Low levels of triglycerides and high-density lipoprotein (HDL) cholesterol were associated with increased mortality risk, whereas low-density lipoprotein (LDL) cholesterol levels did not predict mortality.

The findings therefore support the idea that intensive cholesterol reduction with statins does not increase stroke risk, says J David Spence (Western University, London, Canada), author of an editorial accompanying the study in Neurology.

"This is important because the misplaced fear of ICH has caused many physicians to limit lowering of LDL cholesterol, even though intensive lowering of LDL markedly reduces the risk of both stroke and myocardial infarction, particularly in patients with large artery disease."

He adds that the belief that cholesterol is not a major stroke risk factor is a "relic" from the days when blood pressure was poorly controlled and so dominated stroke risk profiles.

Didier Leys (University Hospital of Lille, France) and colleagues studied 1847 patients, drawn from various prospective stroke thrombolysis registries. This makes their study twice as large as all previous studies on the subject combined, they say.

On multivariate analysis, patients with HDL cholesterol or triglyceride levels above the median had about half the risk for dying of those with lower levels. High HDL cholesterol levels were also weakly associated with an increased odds for an excellent outcome (modified Rankin Scale 0-1).

But risk for symptomatic ICH was not the mediating factor; no lipid measure was associated with ICH, as defined by either the European Cooperative Acute Stroke Study or the National Institute for Neurological Disorders and Stroke.

Neither total nor LDL cholesterol levels were associated with outcomes.
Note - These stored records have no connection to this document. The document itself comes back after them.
use std::sync::LazyLock;

use regex::{Captures, Regex};

static PLACEHOLDER: LazyLock<Regex> = LazyLock::new(|| {
    Regex::new(r"\$(?:\{(\w+)\}|(\w+)|(\$))").expect("placeholder pattern is valid")
});

/// Substitute `${name}` / `$name` placeholders in `template`.
///
/// `$$` yields a literal `$`. Placeholders without a binding are left as
/// written, so a template never fails to render.
pub(crate) fn substitute(template: &str, bindings: &[(&str, &str)]) -> String {
    PLACEHOLDER
        .replace_all(template, |caps: &Captures<'_>| {
            if caps.get(3).is_some() {
                return "$".to_string();
            }
            let key = caps.get(1).or_else(|| caps.get(2)).map_or("", |m| m.as_str());
            bindings
                .iter()
                .find(|(name, _)| *name == key)
                .map_or_else(|| caps[0].to_string(), |(_, value)| value.to_string())
        })
        .into_owned()
}
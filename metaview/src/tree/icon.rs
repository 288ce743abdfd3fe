use std::fmt;

/// Which icon a tree node asks for.
///
/// Slot nodes use one of three fixed keys; element nodes ask for the icon
/// of their metaclass.
#[derive(Debug, Clone, PartialEq, Eq, Hash)]
pub enum IconKey {
    Atomic,
    SingleReference,
    MultipleReference,
    Metaclass(String),
}

impl IconKey {
    /// The lookup key: `atomic`, `assoc-1`, `assoc-n` or the metaclass name.
    pub fn as_str(&self) -> &str {
        match self {
            IconKey::Atomic => "atomic",
            IconKey::SingleReference => "assoc-1",
            IconKey::MultipleReference => "assoc-n",
            IconKey::Metaclass(name) => name,
        }
    }
}

impl fmt::Display for IconKey {
    fn fmt(&self, f: &mut fmt::Formatter<'_>) -> fmt::Result {
        write!(f, "{}", self.as_str())
    }
}

/// Supplies icon resources to a tree host.
pub trait IconProvider {
    type Icon;

    fn lookup(&self, key: &str) -> Option<Self::Icon>;
}

/// A display color.
#[derive(Debug, Clone, Copy, PartialEq, Eq, Hash)]
pub struct Rgb(pub u8, pub u8, pub u8);

pub const ELEMENT_FOREGROUND: Rgb = Rgb(0, 0, 150);
pub const SLOT_FOREGROUND: Rgb = Rgb(0, 150, 0);
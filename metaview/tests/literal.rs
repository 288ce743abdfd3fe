//! Integration test for the Literal derive macro.
#![cfg(feature = "macros")]

use metaview::{Literal, RawValue};

#[derive(Literal)]
#[allow(dead_code)]
enum Visibility {
    Public,
    Private,
    #[literal(name = "PACKAGE")]
    Package,
}

#[derive(Literal)]
#[literal(enumeration = "uml.AggregationKind")]
#[allow(dead_code)]
enum Aggregation {
    Composite,
}

#[test]
fn test_derived_literal_names() {
    assert_eq!(Visibility::Public.literal(), "Public");
    assert_eq!(Visibility::Private.literal(), "Private");
    assert_eq!(Visibility::Public.enumeration(), "Visibility");
}

#[test]
fn test_literal_name_override() {
    assert_eq!(Visibility::Package.literal(), "PACKAGE");
}

#[test]
fn test_enumeration_override() {
    let literal = Aggregation::Composite.to_enum_literal();
    assert_eq!(literal.enumeration(), "uml.AggregationKind");
    assert_eq!(literal.name(), "Composite");
}

#[test]
fn test_literal_raw_value() {
    let raw: RawValue<u32> = RawValue::literal(&Visibility::Private);
    assert_eq!(raw, RawValue::Literal(Visibility::Private.to_enum_literal()));
}
//! An in-process object model implementing [`ObjectModel`](crate::ObjectModel).
//!
//! Enabled by the `memory` feature (on by default). Useful for tests, demos
//! and as a template for bindings to a real reflective runtime.
//!
//! # Example
//!
//! ```rust
//! use metaview::memory::MemoryModel;
//! use metaview::{Session, TypeRef};
//!
//! let mut model = MemoryModel::new();
//! let element = model.metaclass("ModelElement", &[]);
//! model.attribute(element, "getName", TypeRef::String);
//! let actor = model.metaclass("Actor", &[element]);
//! let use_case = model.metaclass("UseCase", &[element]);
//! model.references(use_case, "getActors", actor);
//!
//! let login = model.create(use_case);
//! model.set(login, "getName", "Login");
//! let user = model.create(actor);
//! model.set(user, "getName", "User");
//! model.link_all(login, "getActors", [user]);
//!
//! let session = Session::new(model);
//! let info = session.element_info(&login);
//! assert_eq!(info.slot("getActors").unwrap().card(), 1);
//! ```

mod model;

pub use model::{MemoryModel, MetaclassId, ObjectId};
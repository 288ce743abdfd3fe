//! Metaview - cached introspection for reflective object models
//!
//! Given any instance of a host object model, metaview computes a browsable
//! description of it: its metaclass, the metaclass's features in discovery
//! order, and one classified value per feature. Nothing about the
//! application's types is compiled in; everything comes from the host
//! through [`ObjectModel`].
//!
//! The pieces, leaves first:
//! - [`meta`]: accessor discovery, [`MetaFeature`] and cached [`MetaclassInfo`]
//! - [`model`]: value classification into [`ModelValue`], lazily evaluated
//!   [`Slot`]s, [`ElementInfo`] and the parent/path [`Hierarchy`]
//! - [`tree`]: a node contract for generic tree widgets
//! - [`Session`]: owns the caches and ties it all together
//!
//! See the [`memory`] module for a complete in-memory host.

extern crate self as metaview;

mod config;
mod docs;
mod error;
mod host;
mod literal;
mod session;
mod template;

pub mod meta;
pub mod model;
pub mod tree;

#[cfg(feature = "memory")]
pub mod memory;

pub use config::Config;
pub use docs::{DocumentationResolver, ReferenceDocs};
pub use error::Error;
pub use host::{AccessorDescriptor, AccessorFault, ObjectModel, RawValue, Scalar, TypeRef};
pub use literal::{EnumLiteral, Literal};
pub use meta::{FeatureKind, MetaFeature, MetaclassInfo};
pub use model::{ElementInfo, ElementSnapshot, Hierarchy, ModelValue, ParentTable, Slot, ValueKind};
pub use session::Session;
pub use tree::{IconKey, IconProvider, ModelTree, TreeContent, TreeNode};

#[cfg(feature = "macros")]
pub use metaview_macros::Literal;

pub type Result<T = ()> = std::result::Result<T, Error>;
The researchers suggest that the apparent impact of low triglyceride and HDL cholesterol levels on patient outcomes may be a "nonspecific effect" related to patients' baseline nutritional status.

"This is in line with the higher mortality found in very slim patients in general, and the increased mortality rate in stroke patients with malnutrition," say Leys et al. But they caution: "This hypothesis remains speculative and could not be evaluated by a marker of malnutrition such as albumin level or body mass index because of the post hoc design of our study."